The new draft rules for clinical trials and new drugs in India that are impending legislation in the country will put more responsibility on the pharmaceutical firms regarding injury and death of the participants in clinical trials, as per recent media reports.
According to the draft rules, sponsors will have to ensure proper medical management to their trials. In the event that they fail to do so, their trails will be canceled and also they will be restricted from holding any more trials in future.
Moreover, it spells out requirements on behalf of the pharma company during the conduct of trials. Sponsors have to provide free medical management for as long as required while conducting the trial or bioavailability or bioequivalence (BA/BE) as it measures the rate and extent of absorption of drugs in the human body. Also, they have to provide the necessary medical management and ancillary care if the person is suffering from any other illness during the trial.
“Where the sponsor or the person who has obtained permission from the central licensing authority fails to provide medical management, the licensing authority shall, after affording an opportunity of being heard, suspend or cancel the clinical trial or BA/BE study or restrict the sponsor to conduct any further clinical trial,” quotes Mint.

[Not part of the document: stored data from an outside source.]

use std::process::Command;

use assert_cmd::prelude::*;
use predicates::str::contains;

fn ptp_monitor() -> Command {
    Command::new(env!("CARGO_BIN_EXE_ptp-monitor"))
}

#[test]
fn missing_path_is_a_usage_error() {
    ptp_monitor()
        .assert()
        .failure()
        .code(1)
        .stderr(contains("path to the JSON Lines remote monitoring log"))
        .stderr(contains("Usage:"));
}

#[test]
fn help_exits_cleanly() {
    ptp_monitor()
        .arg("--help")
        .assert()
        .success()
        .stdout(contains("--from-end"))
        .stdout(contains("replayed"));
}

#[test]
fn unreadable_log_fails_before_touching_the_terminal() {
    let dir = tempfile::tempdir().unwrap();
    ptp_monitor()
        .arg(dir.path().join("absent.jsonl"))
        .assert()
        .failure()
        .stderr(contains("Failed to open"));
}
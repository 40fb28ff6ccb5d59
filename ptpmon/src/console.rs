//! Input and poll loop
//!
//! One thread does everything: drain pending keys, try to read one more
//! line of the log, and when the log is idle redraw the panels and back off
//! for a short, fixed time. Nothing else ever blocks.

use crate::events::EventKey;
use crate::monitor::Monitor;
use crate::render::Renderer;
use crate::tail::LogTail;
use crate::terminal::{Key, Refresh, Terminal};
use chrono::{NaiveDateTime, Utc};
use log::debug;
use std::fmt::{self, Display};
use std::io;
use std::time::Duration;

/// Default pause when the log has nothing new.
pub const DEFAULT_IDLE: Duration = Duration::from_millis(100);

#[derive(Debug, Clone, PartialEq, Eq)]
pub struct ConsoleConfig {
    pub idle: Duration,
}

impl Default for ConsoleConfig {
    fn default() -> Self {
        ConsoleConfig { idle: DEFAULT_IDLE }
    }
}

/// What the user is looking at.
#[derive(Debug, Clone, PartialEq, Eq)]
pub enum Mode {
    Browsing,
    /// The detail popup for this event is open.
    Detail(EventKey),
}

/// Result of one loop iteration.
#[derive(Debug, Clone, Copy, PartialEq, Eq)]
pub enum Step {
    Quit,
    /// A line was read; more may be waiting.
    Busy,
    /// Nothing new in the log; the panels were redrawn.
    Idle,
}

#[derive(Debug)]
pub enum ConsoleError {
    /// The display is unusable.
    Terminal(io::Error),
    /// The log could not be read.
    Log(io::Error),
}

impl Display for ConsoleError {
    fn fmt(&self, f: &mut fmt::Formatter<'_>) -> fmt::Result {
        match self {
            ConsoleError::Terminal(e) => write!(f, "terminal error: {}", e),
            ConsoleError::Log(e) => write!(f, "error reading log: {}", e),
        }
    }
}

impl std::error::Error for ConsoleError {
    fn source(&self) -> Option<&(dyn std::error::Error + 'static)> {
        match self {
            ConsoleError::Terminal(e) | ConsoleError::Log(e) => Some(e),
        }
    }
}

fn utc_now() -> NaiveDateTime {
    Utc::now().naive_utc()
}

pub struct Console<T: Terminal> {
    term: T,
    tail: LogTail,
    monitor: Monitor,
    renderer: Renderer,
    mode: Mode,
    config: ConsoleConfig,
    clock: fn() -> NaiveDateTime,
    full_refresh: bool,
}

impl<T: Terminal> Console<T> {
    /// The first `step` performs a full refresh.
    pub fn new(mut term: T, tail: LogTail, config: ConsoleConfig) -> Result<Self, ConsoleError> {
        let (width, height) = term.size().map_err(ConsoleError::Terminal)?;
        Ok(Console {
            term,
            tail,
            monitor: Monitor::new(),
            renderer: Renderer::new(width, height),
            mode: Mode::Browsing,
            config,
            clock: utc_now,
            full_refresh: true,
        })
    }

    /// Replaces the wall clock used for ages.
    pub fn with_clock(mut self, clock: fn() -> NaiveDateTime) -> Self {
        self.clock = clock;
        self
    }

    pub fn mode(&self) -> &Mode {
        &self.mode
    }

    pub fn monitor(&self) -> &Monitor {
        &self.monitor
    }

    pub fn renderer(&self) -> &Renderer {
        &self.renderer
    }

    pub fn terminal(&self) -> &T {
        &self.term
    }

    pub fn terminal_mut(&mut self) -> &mut T {
        &mut self.term
    }

    pub fn into_terminal(self) -> T {
        self.term
    }

    /// Reacts to one key. Returns true if the console should exit.
    pub fn handle_key(&mut self, key: Key) -> bool {
        match key {
            Key::Interrupt => return true,
            Key::Refresh => self.full_refresh = true,
            Key::Resize(width, height) => {
                self.renderer.resize(width, height);
                self.full_refresh = true;
            }
            _ => {}
        }

        match self.mode.clone() {
            Mode::Browsing => match key {
                Key::Char('q') => return true,
                Key::Char('c') => {
                    debug!("clearing {} events", self.monitor.events().len());
                    self.monitor.events_mut().clear_all();
                    self.renderer.invalidate_shortcuts();
                }
                Key::Char(ch) => {
                    if let Some(digit) = ch.to_digit(10) {
                        self.select(digit as usize);
                    }
                }
                _ => {}
            },
            Mode::Detail(selected) => match key {
                Key::Char(' ') => {
                    debug!("clearing event {}", selected);
                    self.monitor.events_mut().clear(&selected);
                    self.close_details();
                }
                Key::Esc => self.close_details(),
                _ => {}
            },
        }
        false
    }

    fn select(&mut self, digit: usize) {
        let key = match self.renderer.shortcut(digit) {
            Some(key) if self.monitor.events().contains(key) => key.clone(),
            _ => return,
        };
        debug!("showing details for {}", key);
        self.mode = Mode::Detail(key);
        self.full_refresh = true;
    }

    fn close_details(&mut self) {
        self.mode = Mode::Browsing;
        self.full_refresh = true;
    }

    pub fn render(&mut self, refresh: Refresh) -> Result<(), ConsoleError> {
        let now = (self.clock)();
        let selected = match &self.mode {
            Mode::Browsing => None,
            Mode::Detail(key) => Some(key),
        };
        self.renderer
            .render(&mut self.term, &self.monitor, selected, now, refresh)
            .map_err(ConsoleError::Terminal)
    }

    /// Decodes and applies one line, alerting once per raised event.
    pub fn ingest(&mut self, line: &[u8]) -> Result<(), ConsoleError> {
        if let Ok(applied) = self.monitor.apply_line(line) {
            for _ in &applied.triggered {
                self.term.alert().map_err(ConsoleError::Terminal)?;
            }
        }
        Ok(())
    }

    /// One iteration of the poll loop.
    pub fn step(&mut self) -> Result<Step, ConsoleError> {
        while let Some(key) = self.term.poll_key().map_err(ConsoleError::Terminal)? {
            if self.handle_key(key) {
                return Ok(Step::Quit);
            }
        }

        let (width, height) = self.term.size().map_err(ConsoleError::Terminal)?;
        if self.renderer.resize(width, height) {
            debug!("terminal resized to {}x{}", width, height);
            self.full_refresh = true;
        }

        if self.full_refresh {
            self.full_refresh = false;
            self.render(Refresh::Full)?;
        }

        match self.tail.next_line().map_err(ConsoleError::Log)? {
            Some(line) => {
                self.ingest(&line)?;
                Ok(Step::Busy)
            }
            None => {
                self.render(Refresh::Partial)?;
                Ok(Step::Idle)
            }
        }
    }

    /// Runs until the user quits or an error occurs.
    pub fn run(&mut self) -> Result<(), ConsoleError> {
        loop {
            match self.step()? {
                Step::Quit => return Ok(()),
                Step::Busy => {}
                Step::Idle => std::thread::sleep(self.config.idle),
            }
        }
    }
}
//! Abstract terminal
//!
//! The console only talks to the screen and keyboard through the `Terminal`
//! trait, so the poll loop and renderers can run against an in-memory
//! implementation as easily as a real one.

use crate::render::{Line, Rect};
use std::io;

/// Keyboard and window input, already reduced to what the console reacts to.
#[derive(Debug, Clone, Copy, PartialEq, Eq)]
pub enum Key {
    Char(char),
    Esc,
    /// Ctrl-C. Raw mode turns it into an ordinary key press.
    Interrupt,
    /// Ctrl-L.
    Refresh,
    /// The window changed to the given columns and rows.
    Resize(u16, u16),
}

/// How much of a panel to redraw.
#[derive(Debug, Clone, Copy, PartialEq, Eq)]
pub enum Refresh {
    /// Border, title and content.
    Full,
    /// Content only.
    Partial,
}

/// A bordered, titled box and the lines to show inside it.
#[derive(Debug, Clone, Copy)]
pub struct Panel<'a> {
    pub area: Rect,
    pub title: &'a str,
    pub lines: &'a [Line],
}

pub trait Terminal {
    /// Current size as (columns, rows).
    fn size(&mut self) -> io::Result<(u16, u16)>;

    /// Returns a pending key without blocking, or `None` if there is none.
    fn poll_key(&mut self) -> io::Result<Option<Key>>;

    /// Draws `panel`. Content is clipped to the area inside the border, and
    /// interior rows past the last line are blanked.
    fn draw_panel(&mut self, panel: &Panel, refresh: Refresh) -> io::Result<()>;

    /// Audible and/or visual notification of a new event.
    fn alert(&mut self) -> io::Result<()>;

    fn flush(&mut self) -> io::Result<()>;
}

However, the firms will be granted permission within 45 days for the trials, if they want to conduct trials on drugs proposed to be manufactured and marketed in India. If the central licensing authority fails to communicate, the permission to conduct the clinical trial shall be deemed to have been granted.
Daara B. Patel, secretary general, Indian Drugs Manufacturers’ Association, welcoming the move told Mint, “It’s high time that government takes a balanced view. It should be favourable to the companies so that they take advantage in conducting trials; at the same time, the rules on companies which put the lives of candidates at risk need to be tightened and proper compensation has to be given to those who fall prey to these clinical trials”.
Mint reports that the new draft rules soon be placed for comments by stakeholders.
According to new rules, the companies have to pay interim compensation of 60 percent if the if the patient dies or suffers a permanent disability or the drug fails to provide the intended therapeutic effect during a trial and the compensation is given on the basis of a formula that takes into account the age and health risk of the patient
If the clinical trial is being conducted for an indication for which no alternative therapy is available and the investigational new drug has been found to be beneficial to the trial subject, the post-trial access will be provided by the company free of cost.
“The local trial may not be required if no major unexpected serious adverse events have been reported and there is probability or evidence on the basis of existing knowledge, of difference in India population of the enzymes/gene involved in the metabolism of the new drug,” says the draft.